Any advice, idea or complaint?

Thanksss!!!


----------



## dendro_21 (May 29, 2011)

Well!

was my most anticipated moment jejejej
to see the finished painting, I had to ask a friend who knows the subject jejejej

I hope you enjoy!


----------



## bratyboy2 (Jan 29, 2010)

Looks awesome!


----------



## dendro_21 (May 29, 2011)

some pictures


----------



## VivariumWorks (Feb 27, 2008)

That really good rock work! I really like the painting and how the water flows.

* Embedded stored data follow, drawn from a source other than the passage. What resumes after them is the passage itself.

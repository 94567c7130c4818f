// SPDX-License-Identifier: AGPL-3.0-or-later
//
// Copyright (C) 2026 Relational Network

//! # Transaction Construction
//!
//! Stateless steps of the construction workflow. Nothing is persisted between
//! calls; every step works from its inputs plus, for `metadata` and `submit`,
//! the chain [`Client`].
//!
//! | Step | Online | Output |
//! |------|--------|--------|
//! | [`derive`] | no | address of a secp256k1 public key |
//! | [`preprocess`] | no | [`Options`] for `metadata` |
//! | [`metadata`] | yes | [`Metadata`] plus the suggested fee |
//! | [`payloads`] | no | hex [`UnsignedEnvelope`] and its signing payload |
//! | [`combine`] | no | hex signed transaction |
//! | [`parse`] | no | operations, signers and metadata |
//! | [`hash`] | no | transaction identifier |
//! | [`submit`] | yes | transaction identifier reported by the node |
//!
//! Only native transfers are supported: one `CALL` debit followed by one
//! `CALL` credit of the same amount.

pub mod envelope;

use std::str::FromStr;

use alloy::primitives::{Address, Bytes, U256};
use serde::{de::DeserializeOwned, Deserialize, Serialize};

pub use envelope::{EnvelopeError, SignedTransaction, UnsignedEnvelope};

use crate::chain::recovery::{recover_sender, RecoveryError};
use crate::chain::types::{quantity, CallArgs};
use crate::chain::{credit, debit, op_types, DECIMALS, SYMBOL};
use crate::client::{Client, ClientError};
use crate::codec::{from_hex, to_hex};
use crate::models::{
    AccountIdentifier, Amount, ConstructionParseResponse, JsonMap, Operation,
    OperationIdentifier, PublicKey, Signature, SigningPayload, TransactionIdentifier,
};

/// Gas limit of a plain transfer, used when the caller supplies none.
pub const DEFAULT_GAS_LIMIT: u64 = 21_000;

pub const CURVE_SECP256K1: &str = "secp256k1";
pub const SIGNATURE_ECDSA_RECOVERY: &str = "ecdsa_recovery";

/// Errors of the construction workflow.
#[derive(Debug, Clone, PartialEq, Eq, thiserror::Error)]
pub enum ConstructionError {
    #[error("unsupported public key: {0}")]
    UnsupportedKeyType(String),

    #[error("malformed operations: {0}")]
    MalformedOperations(String),

    #[error("invalid options or metadata: {0}")]
    InvalidMetadata(String),

    #[error("transaction could not be parsed: {0}")]
    InvalidTransaction(String),

    #[error("expected exactly one signature, got {0}")]
    SignatureCount(usize),

    #[error("signature must be 65 bytes, got {0}")]
    InvalidSignatureLength(usize),

    #[error("invalid network: {0}")]
    InvalidNetwork(String),

    #[error("signature was produced by {recovered}, expected {expected}")]
    SignerMismatch { expected: Address, recovered: Address },

    #[error("signature recovery failed: {0}")]
    Recovery(#[from] RecoveryError),

    #[error("gas estimation failed: {0}")]
    EstimationFailed(ClientError),

    #[error("account lookup failed: {0}")]
    AccountLookupFailed(ClientError),

    #[error("transaction rejected: {0}")]
    SubmissionRejected(ClientError),
}

// =============================================================================
// Options / Metadata
// =============================================================================

/// Output of `preprocess`, input of `metadata`.
#[derive(Debug, Clone, PartialEq, Eq, Serialize, Deserialize)]
pub struct Options {
    pub sender: String,
    pub recipient: String,
    /// Decimal amount in the smallest unit.
    pub amount: String,
    pub symbol: String,
    pub decimals: u32,
    #[serde(default, skip_serializing_if = "Option::is_none")]
    pub gas_price: Option<String>,
    #[serde(default, skip_serializing_if = "Option::is_none")]
    pub gas_limit: Option<String>,
}

/// Output of `metadata`, input of `payloads`. Quantities are `0x` hex.
#[derive(Debug, Clone, PartialEq, Eq, Serialize, Deserialize)]
pub struct Metadata {
    pub nonce: String,
    pub gas_price: String,
    pub gas_limit: String,
}

fn hex_quantity(value: u64) -> String {
    format!("{value:#x}")
}

fn parse_u64(field: &str, value: &str) -> Result<u64, ConstructionError> {
    quantity::parse(value).map_err(|e| ConstructionError::InvalidMetadata(format!("{field}: {e}")))
}

fn parse_u256(field: &str, value: &str) -> Result<U256, ConstructionError> {
    U256::from_str(value).map_err(|e| ConstructionError::InvalidMetadata(format!("{field}: {e}")))
}

fn parse_address(field: &str, value: &str) -> Result<Address, ConstructionError> {
    Address::from_str(value)
        .map_err(|e| ConstructionError::MalformedOperations(format!("{field} {value}: {e}")))
}

fn decode_hex(field: &str, value: &str) -> Result<Vec<u8>, ConstructionError> {
    from_hex(value).map_err(|e| ConstructionError::InvalidTransaction(format!("{field}: {e}")))
}

/// Serialize a typed options/metadata struct into a JSON object.
pub fn to_json_map<T: Serialize>(value: &T) -> Result<JsonMap, ConstructionError> {
    match serde_json::to_value(value) {
        Ok(serde_json::Value::Object(map)) => Ok(map),
        Ok(other) => Err(ConstructionError::InvalidMetadata(format!(
            "expected an object, got {other}"
        ))),
        Err(e) => Err(ConstructionError::InvalidMetadata(e.to_string())),
    }
}

/// Deserialize a JSON object into a typed options/metadata struct.
pub fn from_json_map<T: DeserializeOwned>(map: JsonMap) -> Result<T, ConstructionError> {
    serde_json::from_value(serde_json::Value::Object(map))
        .map_err(|e| ConstructionError::InvalidMetadata(e.to_string()))
}

// =============================================================================
// Operations
// =============================================================================

/// A native transfer described by a debit/credit operation pair.
#[derive(Debug, Clone, PartialEq, Eq)]
pub struct Transfer {
    pub from: Address,
    pub to: Address,
    pub value: U256,
}

fn operation_account(op: &Operation) -> Result<Address, ConstructionError> {
    let account = op.account.as_ref().ok_or_else(|| {
        ConstructionError::MalformedOperations(format!("operation {} has no account", op.index()))
    })?;
    parse_address("account", &account.address)
}

/// Validate a `[debit, credit]` pair and extract the transfer it describes.
pub fn transfer_from_operations(operations: &[Operation]) -> Result<Transfer, ConstructionError> {
    let [debit_op, credit_op] = operations else {
        return Err(ConstructionError::MalformedOperations(format!(
            "expected 2 operations, got {}",
            operations.len()
        )));
    };
    for op in [debit_op, credit_op] {
        if op.kind != op_types::CALL {
            return Err(ConstructionError::MalformedOperations(format!(
                "unsupported operation type {}",
                op.kind
            )));
        }
        if let Some(amount) = &op.amount {
            if amount.currency.symbol != SYMBOL || amount.currency.decimals != DECIMALS {
                return Err(ConstructionError::MalformedOperations(format!(
                    "unsupported currency {}",
                    amount.currency.symbol
                )));
            }
        }
    }

    let debited = debit_op.signed_value().ok_or_else(|| {
        ConstructionError::MalformedOperations("unparseable debit amount".to_string())
    })?;
    let credited = credit_op.signed_value().ok_or_else(|| {
        ConstructionError::MalformedOperations("unparseable credit amount".to_string())
    })?;
    if debited.is_positive() || credited.is_negative() || !(debited + credited).is_zero() {
        return Err(ConstructionError::MalformedOperations(
            "operations must debit the sender and credit the recipient the same amount"
                .to_string(),
        ));
    }

    Ok(Transfer {
        from: operation_account(debit_op)?,
        to: operation_account(credit_op)?,
        value: credited.into_raw(),
    })
}

/// The debit/credit pair for a transfer; statuses are left unset.
pub fn transfer_operations(from: Address, to: Option<Address>, value: U256) -> Vec<Operation> {
    let mut operations = vec![Operation {
        operation_identifier: OperationIdentifier { index: 0 },
        related_operations: None,
        kind: op_types::CALL.to_string(),
        status: None,
        account: Some(AccountIdentifier::new(from.to_checksum(None))),
        amount: Some(debit(value)),
        metadata: None,
    }];
    if let Some(to) = to {
        operations.push(Operation {
            operation_identifier: OperationIdentifier { index: 1 },
            related_operations: Some(vec![OperationIdentifier { index: 0 }]),
            kind: op_types::CALL.to_string(),
            status: None,
            account: Some(AccountIdentifier::new(to.to_checksum(None))),
            amount: Some(credit(value)),
            metadata: None,
        });
    }
    operations
}

// =============================================================================
// Steps
// =============================================================================

/// Address of a secp256k1 public key.
pub fn derive(public_key: &PublicKey) -> Result<AccountIdentifier, ConstructionError> {
    if public_key.curve_type != CURVE_SECP256K1 {
        return Err(ConstructionError::UnsupportedKeyType(format!(
            "curve {}",
            public_key.curve_type
        )));
    }
    let bytes = from_hex(&public_key.hex_bytes)
        .map_err(|e| ConstructionError::UnsupportedKeyType(e.to_string()))?;
    if bytes.is_empty() {
        return Err(ConstructionError::UnsupportedKeyType("empty key".to_string()));
    }
    let address = recover_sender(&bytes)
        .map_err(|e| ConstructionError::UnsupportedKeyType(e.to_string()))?;
    Ok(AccountIdentifier::new(address.to_checksum(None)))
}

/// Turn the operation pair into [`Options`]. Gas overrides are taken from
/// `metadata.gas_price` and `metadata.gas_limit` when present.
pub fn preprocess(
    operations: &[Operation],
    metadata: Option<&JsonMap>,
) -> Result<Options, ConstructionError> {
    let transfer = transfer_from_operations(operations)?;
    let override_field = |name: &str| -> Result<Option<String>, ConstructionError> {
        match metadata.and_then(|m| m.get(name)) {
            None | Some(serde_json::Value::Null) => Ok(None),
            Some(serde_json::Value::String(s)) => Ok(Some(s.clone())),
            Some(serde_json::Value::Number(n)) => Ok(Some(n.to_string())),
            Some(other) => Err(ConstructionError::InvalidMetadata(format!("{name}: {other}"))),
        }
    };

    let options = Options {
        sender: transfer.from.to_checksum(None),
        recipient: transfer.to.to_checksum(None),
        amount: transfer.value.to_string(),
        symbol: SYMBOL.to_string(),
        decimals: DECIMALS,
        gas_price: override_field("gas_price")?,
        gas_limit: override_field("gas_limit")?,
    };
    if let Some(gas_price) = &options.gas_price {
        parse_u256("gas_price", gas_price)?;
    }
    if let Some(gas_limit) = &options.gas_limit {
        parse_u64("gas_limit", gas_limit)?;
    }
    Ok(options)
}

/// Fetch the nonce and gas price for `options` and estimate the fee.
pub async fn metadata<C: Client>(
    client: &C,
    options: &Options,
) -> Result<(Metadata, Amount), ConstructionError> {
    let sender = parse_address("sender", &options.sender)?;
    let recipient = parse_address("recipient", &options.recipient)?;
    let amount = parse_u256("amount", &options.amount)?;

    let nonce = client
        .pending_nonce_at(sender)
        .await
        .map_err(ConstructionError::AccountLookupFailed)?;
    let gas_price = match &options.gas_price {
        Some(price) => parse_u256("gas_price", price)?,
        None => client
            .suggest_gas_price()
            .await
            .map_err(ConstructionError::EstimationFailed)?,
    };
    let gas_limit = match &options.gas_limit {
        Some(limit) => parse_u64("gas_limit", limit)?,
        None => DEFAULT_GAS_LIMIT,
    };
    let estimate = client
        .estimate_gas(CallArgs {
            from: sender,
            to: Some(recipient),
            value: Some(amount),
            data: None,
        })
        .await
        .map_err(ConstructionError::EstimationFailed)?;

    tracing::debug!(sender = %sender, nonce, gas_limit, estimate, "construction metadata");
    let fee = U256::from(estimate) * gas_price;
    Ok((
        Metadata {
            nonce: hex_quantity(nonce),
            gas_price: format!("0x{gas_price:x}"),
            gas_limit: hex_quantity(gas_limit),
        },
        credit(fee),
    ))
}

How did you cure the cement? Have you tested the pH yet? I'm concerned that your water's pH is going to be so basic that it burns your plants, mosses, and animals. I only mention this as I've been watching your build and I didn't see any mention of the curing of the cement.


----------



## dendro_21 (May 29, 2011)

thanks!

I poured vinegar for two days and then cleared it with water.
I will measure the pH before adding to the Dendrobates, so that nothing will happen.
thanks for comment!
I have not much information because I do not speak English well, sorry.
But in my web-blog I have put the information.

a greeting!


----------



## soulis (Sep 7, 2012)

very nice work thanks for sharing


----------



## easternversant (Sep 4, 2012)

Bien trabajo!


----------